Figure 4

CI inhibition recapitulates the compensatory PGC1α upregulation under energetic crisis found in CI-null models. (a) Oxygen consumption rate (OCR) profile of SKOV3 (n = 2) cells determined upon injection of 1 µM EVP-4593, 1 µM oligomycin, 0.5 µM FCCP, 1 µM rotenone and 1 µM antimycin A in 5 mM glucose (LG) Seahorse XFe medium. FCCP concentration was determined by titration. Untreated (UT) samples received the injection of EVP-4593 solvent DMSO. Data (mean ± SEM) are normalized on SRB absorbance. (b) Western blotting analysis of phosphorylated (T172) and total AMPKα levels in lysates from SKOV3 and OVSAHO cells untreated and treated with 1 µM EVP-4593 at different time points and cultured in LG. HSP70 was used as loading control. Full-length blots are presented in Supplementary Fig. 5a,b. Densitometric analysis is shown in Supplementary Fig. 1c. (c) Extracellular acidification rate (ECAR) measured in LG and upon treatment with 1 µM EVP-4593 in SKOV3 and OVSAHO cells (n = 4).
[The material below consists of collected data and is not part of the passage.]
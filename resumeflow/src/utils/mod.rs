//! Utility functions for timestamps, checksums and durable file writes.

pub mod checksum;
pub mod fs;
pub mod timestamps;

pub use checksum::{canonical_json, canonicalize, checksum_excluding, checksum_of, checksum_value, sha256_hex};
pub use fs::{read_optional, remove_if_exists, validate_workflow_id, write_atomic};
pub use timestamps::{file_stamp, iso_timestamp, now_utc, parse_file_stamp, Timestamp};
Data (mean ± SEM) are normalized on SRB absorbance. (d) Gene expression of total PGC1α in SKOV3 and OVSAHO cells treated with 1 µM EVP-4593 (n = 3) cultured in LG. (e) Gene expression of ESRRA, COX5B and ACADM in SKOV3 and OVSAHO cells after treatment with 1 µM EVP-4593 (n = 3). Cells were cultured in LG. Data are expressed as fold change and represented as the mean ± SEM. GOI (gene of interest); HK (housekeeping gene); relative expression levels of GOIs are calculated on ACTB expression for ESRRA and ACADM and GUSB for COX5B.